● Task item
Only a number is expected: how many lines in the entries that follow contain the word "FilterCriteria"?

---------- Material for this exercise

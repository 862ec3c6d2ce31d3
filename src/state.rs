use std::path::Path;

use anyhow::Result;

use crate::config::{FeedConfig, MapStyle};
use crate::data::filter::{filtered_indices, FilterCriteria, FilteredRecordSet, Summary};
use crate::data::model::NormalizedRecordSet;
use crate::data::{loader, normalize};

// ---------------------------------------------------------------------------
// Data source selection
// ---------------------------------------------------------------------------

#[derive(Debug, Clone, Copy, PartialEq, Eq)]
pub enum DataSource {
    Upload,
    Feed,
}

impl DataSource {
    pub fn label(self) -> &'static str {
        match self {
            DataSource::Upload => "Upload CSV",
            DataSource::Feed => "Fetch USGS (last month)",
        }
    }
}

/// Load a file and normalize it.
pub fn load_path(path: &Path) -> Result<NormalizedRecordSet> {
    let raw = loader::load_file(path)?;
    Ok(normalize::normalize(&raw)?)
}

/// Fetch the feed and normalize it.
pub fn load_feed(config: &FeedConfig) -> Result<NormalizedRecordSet> {
    let raw = loader::fetch_feed(config)?;
    Ok(normalize::normalize(&raw)?)
}

// ---------------------------------------------------------------------------
// Application state
// ---------------------------------------------------------------------------

/// The full session state, independent of rendering.
pub struct AppState {
    pub source: DataSource,
    pub feed: FeedConfig,
    pub style: MapStyle,

    /// Validated dataset (None until a load succeeds).
    pub dataset: Option<NormalizedRecordSet>,

    /// Observed ranges of `dataset`.
    pub summary: Option<Summary>,

    /// Current filter selection.
    pub criteria: FilterCriteria,

    /// Indices of events passing `criteria` (cached).
    pub visible_indices: Vec<usize>,

    /// Error message shown in the UI.
    pub status_message: Option<String>,

    /// Bumped whenever the visible set is replaced; the map re-centres on change.
    pub view_generation: u64,
}

impl AppState {
    pub fn new(feed: FeedConfig, style: MapStyle) -> Self {
        Self {
            source: DataSource::Upload,
            feed,
            style,
            dataset: None,
            summary: None,
            criteria: FilterCriteria::default(),
            visible_indices: Vec::new(),
            status_message: None,
            view_generation: 0,
        }
    }

    /// Ingest a newly validated dataset with filters at the observed ranges.
    /// Rows missing a filtered field stay hidden, as they would after any
    /// other filter change.
    pub fn set_dataset(&mut self, dataset: NormalizedRecordSet) {
        debug_assert!(!dataset.is_empty());
        let summary = Summary::of(&dataset);
        self.criteria = summary.full_range();
        self.visible_indices = filtered_indices(&dataset, &self.criteria);
        self.summary = Some(summary);
        self.dataset = Some(dataset);
        self.status_message = None;
        self.view_generation += 1;
    }

    /// Record a failed load. Nothing from a previous load stays on screen.
    pub fn set_error(&mut self, message: String) {
        self.dataset = None;
        self.summary = None;
        self.criteria = FilterCriteria::default();
        self.visible_indices.clear();
        self.status_message = Some(message);
        self.view_generation += 1;
    }

    /// Apply the outcome of a load attempt.
    pub fn apply_load(&mut self, result: Result<NormalizedRecordSet>) {
        match result {
            Ok(dataset) => {
                log::info!(
                    "Loaded {} events (magnitude: {}, time: {}, extra columns: {:?})",
                    dataset.len(),
                    dataset.has_magnitude,
                    dataset.has_time,
                    dataset.extra_columns
                );
                self.set_dataset(dataset);
            }
            Err(e) => {
                log::error!("Failed to load data: {e:#}");
                self.set_error(format!("{e:#}"));
            }
        }
    }

    pub fn load_path(&mut self, path: &Path) {
        self.apply_load(load_path(path));
    }

    pub fn fetch(&mut self) {
        let feed = self.feed.clone();
        self.apply_load(load_feed(&feed));
    }

    /// Replace the criteria (kept inside the observed ranges) and refilter.
    pub fn set_criteria(&mut self, criteria: FilterCriteria) {
        let Some(summary) = &self.summary else {
            return;
        };
        let criteria = criteria.clamped_to(summary);
        if criteria != self.criteria {
            self.criteria = criteria;
            self.refilter();
        }
    }

    /// Recompute `visible_indices` after a filter change.
    pub fn refilter(&mut self) {
        if let Some(ds) = &self.dataset {
            self.visible_indices = filtered_indices(ds, &self.criteria);
            self.view_generation += 1;
            log::debug!(
                "Filter {:?} keeps {}/{} events",
                self.criteria,
                self.visible_indices.len(),
                ds.len()
            );
        }
    }

    /// The currently visible subset.
    pub fn filtered(&self) -> Option<FilteredRecordSet<'_>> {
        self.dataset.as_ref().map(|dataset| FilteredRecordSet {
            dataset,
            indices: self.visible_indices.clone(),
        })
    }
}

--------------------

● Answer to this task
5